Certainly, indeed, Waterhouse's painting of topless nymphs tempting Hylas to lead him to his death largely conveys the fantasies of a Victorian society confronted with a number of prohibitions often circumvented in various ways by men trapped by the application of their own puritanical morality and this, on the backs of women, forced by them to make it respect but rectify history, however, is something impossible to do except to recognize that each era has brought with it inequalities that are unacceptable today. Without going back to prehistoric times for lack of the existence of proven testimonies, we can only note that the Egyptians, Greeks, Romans, Barbarians and other peoples who succeeded each other until beyond the middle of the twentieth century have all been guilty of unspeakable crimes and injustices. However, demanding that their descendants pay for or repent of these faults does not seem really tolerable except that we often forget that this kind of punishment was first inflicted on the Jews when the Church had decreed at the beginning of the 4th century that they were collectively responsible for the death of Christ, in the Jewish passage itself, to sow the seeds of an anti-Semitism which had become ineradicable to the point of leading to their extermination decided by this monster that was Adolf Hitler with the consent of a German people who had become robotic. Therefore, we cannot erase the twelve terrible years of the bloodthirsty 3rd Reich while recognizing that Germany has managed to overcome a deep trauma to become today an exemplary democracy. All this to say that history cannot suffer from any form of revisionism.

Therefore, it is inconceivable to remove from a museum a painting over a century old on the pretext that it would represent a woman in a dominated position.

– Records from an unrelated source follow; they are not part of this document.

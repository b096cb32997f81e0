pub mod errors;
pub mod server;
pub mod service;

pub use errors::{WorkspaceError, WorkspaceResult};
pub use server::{router, serve, Requester, USER_HEADER};
pub use service::{TemplateService, DEFAULT_SENDER, FALLBACK_SUBJECT};
//! Error types for the editor

use thiserror::Error;

#[derive(Error, Debug)]
pub enum EditorError {
    #[error("Mutation error: {0}")]
    Mutation(#[from] crate::mutations::MutationError),

    #[error("Cannot select unknown block: {0}")]
    UnknownSelection(String),

    #[error("Serialization error: {0}")]
    Serialization(#[from] serde_json::Error),
}
//! Plain-text alternative for mail clients that do not render HTML.

use crate::interpolate::interpolate;
use mailforge_model::{Block, BlockContent, Context};

/// Render blocks as plain text, one paragraph per block.
///
/// Absent or empty `blocks` yield an empty string, mirroring [`crate::compile`].
pub fn compile_plain_text(blocks: Option<&[Block]>, context: &Context) -> String {
    let Some(blocks) = blocks else {
        return String::new();
    };

    let paragraphs: Vec<String> = blocks
        .iter()
        .filter_map(|block| block_text(block, context))
        .filter(|p| !p.is_empty())
        .collect();

    paragraphs.join("\n\n")
}

fn block_text(block: &Block, context: &Context) -> Option<String> {
    match &block.content {
        BlockContent::Header(data) => {
            let mut text = html_to_text(&interpolate(&data.title, context));
            if let Some(subtitle) = data.subtitle.as_deref().filter(|s| !s.is_empty()) {
                text.push('\n');
                text.push_str(&html_to_text(&interpolate(subtitle, context)));
            }
            Some(text)
        }
        BlockContent::Text(data) => Some(html_to_text(&interpolate(&data.content, context))),
        BlockContent::Image(data) => data
            .alt
            .as_deref()
            .filter(|a| !a.is_empty())
            .map(|alt| format!("[{}]", alt)),
        BlockContent::Button(data) => {
            let label = html_to_text(&interpolate(&data.label, context));
            if data.url.is_empty() || data.url == "#" {
                Some(label)
            } else {
                Some(format!("{} ({})", label, data.url))
            }
        }
        BlockContent::Footer(data) => Some(html_to_text(&interpolate(&data.text, context))),
        BlockContent::Spacer | BlockContent::Unknown { .. } => None,
    }
}

/// Strip tags from an HTML snippet. Line breaks and block closers become
/// newlines; the common entities are decoded.
///
/// A `<` only opens a tag when followed by a letter, `/` or `!`, and only
/// when a closing `>` exists. Anything else is kept as text.
pub fn html_to_text(html: &str) -> String {
    let mut out = String::with_capacity(html.len());
    let mut chars = html.chars().peekable();

    while let Some(ch) = chars.next() {
        let opens_tag = ch == '<'
            && chars
                .peek()
                .is_some_and(|c| c.is_ascii_alphabetic() || *c == '/' || *c == '!');
        if !opens_tag {
            out.push(ch);
            continue;
        }

        let mut tag = String::new();
        let mut closed = false;
        for c in chars.by_ref() {
            if c == '>' {
                closed = true;
                break;
            }
            tag.push(c);
        }
        if !closed {
            out.push('<');
            out.push_str(&tag);
            break;
        }

        let name: String = tag
            .trim_start()
            .chars()
            .take_while(|c| c.is_ascii_alphanumeric() || *c == '/')
            .collect::<String>()
            .to_ascii_lowercase();

        match name.as_str() {
            "br" | "br/" => out.push('\n'),
            "/p" | "/div" | "/li" | "/h1" | "/h2" | "/h3" | "/h4" | "/h5" | "/h6" | "/tr" => {
                out.push('\n')
            }
            _ => {}
        }
    }

    let decoded = decode_entities(&out);
    let lines: Vec<&str> = decoded.lines().map(str::trim_end).collect();

    // Collapse runs of blank lines to one.
    let mut result = String::new();
    let mut blank_run = 0;
    for line in lines {
        if line.trim().is_empty() {
            blank_run += 1;
            if blank_run > 1 {
                continue;
            }
        } else {
            blank_run = 0;
        }
        if !result.is_empty() || !line.trim().is_empty() {
            result.push_str(line);
            result.push('\n');
        }
    }

    result.trim_end().to_string()
}

fn decode_entities(text: &str) -> String {
    text.replace("&nbsp;", " ")
        .replace("&lt;", "<")
        .replace("&gt;", ">")
        .replace("&quot;", "\"")
        .replace("&#39;", "'")
        .replace("&copy;", "©")
        .replace("&amp;", "&")
}

#[cfg(test)]
mod tests {
    use super::*;
    use mailforge_model::Scalar;
    use serde_json::json;

    #[test]
    fn test_html_to_text() {
        assert_eq!(
            html_to_text("Hi Sam,<br><br>Join <strong>Acme</strong> &amp; co."),
            "Hi Sam,\n\nJoin Acme & co."
        );
        assert_eq!(html_to_text("<p>One</p><p>Two</p>"), "One\nTwo");
        assert_eq!(html_to_text("a<BR/>b"), "a\nb");
        assert_eq!(html_to_text("plain"), "plain");
    }

    #[test]
    fn test_html_to_text_keeps_bare_angle_brackets() {
        assert_eq!(
            html_to_text("Orders under 5 < 10 items ship free. Thanks!"),
            "Orders under 5 < 10 items ship free. Thanks!"
        );
        assert_eq!(html_to_text("a <3 b<br>c"), "a <3 b\nc");
        assert_eq!(html_to_text("x < y and <b>bold</b>"), "x < y and bold");
        // Unterminated tag is kept as text.
        assert_eq!(html_to_text("see <unfinished"), "see <unfinished");
    }

    #[test]
    fn test_plain_text_document() {
        let blocks: Vec<Block> = serde_json::from_value(json!([
            { "id": "h", "type": "header", "data": { "title": "Hello {{name}}", "subtitle": "News" } },
            { "id": "s", "type": "spacer" },
            { "id": "i", "type": "image", "data": { "url": "a.png", "alt": "Logo" } },
            { "id": "b", "type": "button", "data": { "label": "Open", "url": "https://x.io" } },
            { "id": "f", "type": "footer", "data": { "text": "© {{year}}" } },
            { "id": "u", "type": "poll" }
        ]))
        .unwrap();
        let mut context = Context::new();
        context.insert("name".to_string(), Scalar::from("Sam"));
        context.insert("year".to_string(), Scalar::from(2026));

        assert_eq!(
            compile_plain_text(Some(blocks.as_slice()), &context),
            "Hello Sam\nNews\n\n[Logo]\n\nOpen (https://x.io)\n\n© 2026"
        );
    }

    #[test]
    fn test_plain_text_empty() {
        assert_eq!(compile_plain_text(None, &Context::new()), "");
        assert_eq!(compile_plain_text(Some(&[][..]), &Context::new()), "");
    }
}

Showing a man of color reduced to slavery in his time or another scene, which would be judged to insult the decorum criteria that is now being tried to impose on us. On this account, many museums would be forced to store hundreds of works, starting with the Louvre including the "Mona Lisa" of Leonardo da Vinci would risk ending up being interpreted as the symbol of the submissive woman, forced to wear a smile of contentment masking the pain of a battered wife or simply because she would have suffered the appalling torture of having to pose for hours without blinking, enough to rank the artist among the worst torturers in history.